**Work to complete:**
In the records below, the line with "use async_trait::async_trait;" opens the range and the line with "async fn bulk_max_concurrent(&self)" closes it; print that range exactly and nothing else.

Stored data entries
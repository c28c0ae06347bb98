// ==========================================
// Correlativities Engine - Enrollment API
// ==========================================
// Caller-facing facade: input validation, engine dispatch, error
// translation. Holds no rules of its own.
// ==========================================

use std::collections::BTreeMap;

use tracing::debug;

use crate::api::error::{ApiError, ApiResult};
use crate::config::EngineConfigReader;
use crate::domain::{
    BulkEnrollmentResult, CareerId, CorrelativitiesGraph, Enrollment, EnrollmentDecision,
    EnrollmentId, EnrollmentStatus, StudentId, Subject, SubjectEligibility, SubjectId,
};
use crate::engine::{
    CorrelativitiesGraphBuilder, EligibilityEngine, EnrollmentGatekeeper, EnrollmentRepositories,
};
use crate::i18n::t_with_args;

pub struct EnrollmentApi {
    eligibility: EligibilityEngine,
    graph: CorrelativitiesGraphBuilder,
    gatekeeper: EnrollmentGatekeeper,
}

impl EnrollmentApi {
    /// Facade with default tunables
    pub fn new(repos: EnrollmentRepositories) -> Self {
        Self {
            eligibility: EligibilityEngine::new(repos.clone()),
            graph: CorrelativitiesGraphBuilder::new(repos.clone()),
            gatekeeper: EnrollmentGatekeeper::new(repos),
        }
    }

    /// Facade with tunables read from configuration
    pub async fn from_config<C>(repos: EnrollmentRepositories, config: &C) -> ApiResult<Self>
    where
        C: EngineConfigReader + ?Sized,
    {
        let bulk_max_concurrent = config
            .bulk_max_concurrent()
            .await
            .map_err(|e| ApiError::Internal(format!("config: {}", e)))?;
        let report_cycles = config
            .report_cycles()
            .await
            .map_err(|e| ApiError::Internal(format!("config: {}", e)))?;

        Ok(Self {
            eligibility: EligibilityEngine::new(repos.clone()),
            graph: CorrelativitiesGraphBuilder::new(repos.clone()).with_cycle_report(report_cycles),
            gatekeeper: EnrollmentGatekeeper::new(repos).with_bulk_max_concurrent(bulk_max_concurrent),
        })
    }

    fn require_id(field: &str, blank: bool) -> ApiResult<()> {
        if blank {
            return Err(ApiError::ValidationFailure(t_with_args(
                "validation.blank_id",
                &[("field", field)],
            )));
        }
        Ok(())
    }

    // ==========================================
    // Queries
    // ==========================================

    /// Eligibility map of a career for one student
    pub async fn get_eligibility_for_student(
        &self,
        student_id: &StudentId,
        career_id: &CareerId,
    ) -> ApiResult<BTreeMap<SubjectId, SubjectEligibility>> {
        Self::require_id("student_id", student_id.is_blank())?;
        Self::require_id("career_id", career_id.is_blank())?;
        Ok(self
            .eligibility
            .get_eligibility_for_student(student_id, career_id)
            .await?)
    }

    pub async fn get_graph_for_student(
        &self,
        student_id: &StudentId,
        career_id: &CareerId,
    ) -> ApiResult<CorrelativitiesGraph> {
        Self::require_id("student_id", student_id.is_blank())?;
        Self::require_id("career_id", career_id.is_blank())?;
        Ok(self.graph.build_graph(student_id, career_id).await?)
    }

    /// Full decision, including the rejection reason
    pub async fn check_enrollment(
        &self,
        student_id: &StudentId,
        subject_id: &SubjectId,
    ) -> ApiResult<EnrollmentDecision> {
        Self::require_id("student_id", student_id.is_blank())?;
        Self::require_id("subject_id", subject_id.is_blank())?;
        let decision = self
            .gatekeeper
            .check_enrollment(student_id, subject_id)
            .await?;
        if let EnrollmentDecision::Rejected(reason) = &decision {
            debug!(student_id = %student_id, subject_id = %subject_id, reason = reason.reason_key(), "enrollment check rejected");
        }
        Ok(decision)
    }

    pub async fn can_enroll_in_subject(
        &self,
        student_id: &StudentId,
        subject_id: &SubjectId,
    ) -> ApiResult<bool> {
        Ok(self
            .check_enrollment(student_id, subject_id)
            .await?
            .is_allowed())
    }

    pub async fn get_missing_prerequisites(
        &self,
        student_id: &StudentId,
        subject_id: &SubjectId,
    ) -> ApiResult<Vec<Subject>> {
        Self::require_id("student_id", student_id.is_blank())?;
        Self::require_id("subject_id", subject_id.is_blank())?;
        Ok(self
            .eligibility
            .get_missing_prerequisites(student_id, subject_id)
            .await?)
    }

    // ==========================================
    // Commands
    // ==========================================

    /// Create a record; prerequisites are not re-checked
    pub async fn enroll(
        &self,
        student_id: &StudentId,
        subject_id: &SubjectId,
        status: EnrollmentStatus,
    ) -> ApiResult<Enrollment> {
        Self::require_id("student_id", student_id.is_blank())?;
        Self::require_id("subject_id", subject_id.is_blank())?;
        Ok(self.gatekeeper.enroll(student_id, subject_id, status).await?)
    }

    pub async fn bulk_enroll(
        &self,
        student_id: &StudentId,
        subject_ids: &[SubjectId],
    ) -> ApiResult<BulkEnrollmentResult> {
        Self::require_id("student_id", student_id.is_blank())?;
        if subject_ids.is_empty() {
            return Err(ApiError::ValidationFailure(crate::i18n::t(
                "bulk.empty_selection",
            )));
        }
        for subject_id in subject_ids {
            Self::require_id("subject_id", subject_id.is_blank())?;
        }
        Ok(self.gatekeeper.bulk_enroll(student_id, subject_ids).await)
    }

    pub async fn change_status(
        &self,
        enrollment_id: &EnrollmentId,
        status: EnrollmentStatus,
    ) -> ApiResult<Enrollment> {
        Self::require_id("enrollment_id", enrollment_id.is_blank())?;
        Ok(self.gatekeeper.change_status(enrollment_id, status).await?)
    }

    /// User-facing message for a bulk result, in the current locale
    ///
    /// First line: enrolled / failed counts. Second line, only when some
    /// subjects were refused at validation: their names.
    pub fn bulk_enroll_summary(result: &BulkEnrollmentResult) -> String {
        let mut message = t_with_args(
            "bulk.summary",
            &[
                ("success", &result.success_count.to_string()),
                ("failed", &result.failure_count.to_string()),
            ],
        );

        let refused: Vec<&str> = result.rejected().map(|item| item.display_name()).collect();
        if !refused.is_empty() {
            message.push('\n');
            message.push_str(&t_with_args(
                "bulk.not_enrolled",
                &[("subjects", &refused.join(", "))],
            ));
        }
        message
    }
}

#[cfg(test)]
mod tests {
    use super::*;
    use crate::config::ConfigResult;
    use crate::engine::test_support::InMemoryStore;
    use async_trait::async_trait;
    use std::sync::Arc;

    struct FixedConfig {
        bulk_max_concurrent: usize,
    }

    #[async_trait]
    impl EngineConfigReader for FixedConfig {
        async fn bulk_max_concurrent(&self) -> ConfigResult<usize> {
            Ok(self.bulk_max_concurrent)
        }

        async fn default_locale(&self) -> ConfigResult<String> {
            Ok("es".to_string())
        }

        async fn report_cycles(&self) -> ConfigResult<bool> {
            Ok(true)
        }
    }

    fn api() -> (Arc<InMemoryStore>, EnrollmentApi) {
        let store = Arc::new(InMemoryStore::new());
        store.add_subject("A", "Algebra", 1, 1, 2);
        store.add_subject("B", "Calculus", 1, 2, 2);
        store.place("C1", "A");
        store.place("C1", "B");
        store.require("B", "A");
        let api = EnrollmentApi::new(store.repositories());
        (store, api)
    }

    #[tokio::test]
    async fn test_blank_ids_rejected_before_store() {
        let (store, api) = api();
        store.fail_reads();

        let err = api
            .get_eligibility_for_student(&StudentId::new("  "), &CareerId::new("C1"))
            .await
            .unwrap_err();
        assert!(matches!(err, ApiError::ValidationFailure(_)));

        let err = api
            .can_enroll_in_subject(&StudentId::new("s1"), &SubjectId::new(""))
            .await
            .unwrap_err();
        assert!(matches!(err, ApiError::ValidationFailure(_)));
    }

    #[tokio::test]
    async fn test_empty_bulk_selection_rejected() {
        let (_store, api) = api();
        let err = api.bulk_enroll(&StudentId::new("s1"), &[]).await.unwrap_err();
        assert!(matches!(err, ApiError::ValidationFailure(_)));
    }

    #[tokio::test]
    async fn test_store_failure_translated() {
        let (store, api) = api();
        store.fail_reads();

        let err = api
            .get_graph_for_student(&StudentId::new("s1"), &CareerId::new("C1"))
            .await
            .unwrap_err();
        assert!(matches!(err, ApiError::GraphLoadFailure(_)));

        let err = api
            .can_enroll_in_subject(&StudentId::new("s1"), &SubjectId::new("A"))
            .await
            .unwrap_err();
        assert!(matches!(err, ApiError::StoreFailure(_)));
    }

    #[tokio::test]
    async fn test_enroll_full_subject_is_capacity_error() {
        let (store, api) = api();
        store.set_current_enrollment("A", 2);

        let err = api
            .enroll(&StudentId::new("s1"), &SubjectId::new("A"), EnrollmentStatus::Active)
            .await
            .unwrap_err();
        assert!(matches!(err, ApiError::CapacityExceeded { capacity: 2, .. }));
    }

    #[tokio::test]
    async fn test_from_config_and_bulk_flow() {
        let store = Arc::new(InMemoryStore::new());
        store.add_subject("A", "Algebra", 1, 1, 2);
        store.add_subject("B", "Calculus", 1, 2, 2);
        store.require("B", "A");
        let api = EnrollmentApi::from_config(store.repositories(), &FixedConfig { bulk_max_concurrent: 1 })
            .await
            .unwrap();

        let result = api
            .bulk_enroll(&StudentId::new("s1"), &[SubjectId::new("A"), SubjectId::new("B")])
            .await
            .unwrap();

        assert_eq!(result.success_count, 1);
        assert_eq!(result.failure_count, 0);
        assert_eq!(result.rejected().count(), 1);
    }

    #[test]
    fn test_bulk_summary_lists_refused_subjects() {
        use crate::domain::{BulkItemOutcome, BulkItemResult, BulkPhase, EnrollmentRejection};

        let result = BulkEnrollmentResult::from_items(vec![BulkItemResult {
            subject_id: SubjectId::new("B"),
            subject_name: Some("Calculus".to_string()),
            phase: BulkPhase::Validation,
            outcome: BulkItemOutcome::Rejected(EnrollmentRejection::SubjectNotFound),
        }]);

        let message = EnrollmentApi::bulk_enroll_summary(&result);
        assert!(message.contains('0'));
        assert!(message.contains("Calculus"));
    }
}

**Completed exercise:**
    use async_trait::async_trait;
    use std::sync::Arc;

    struct FixedConfig {
        bulk_max_concurrent: usize,
    }

    #[async_trait]
    impl EngineConfigReader for FixedConfig {
        async fn bulk_max_concurrent(&self) -> ConfigResult<usize> {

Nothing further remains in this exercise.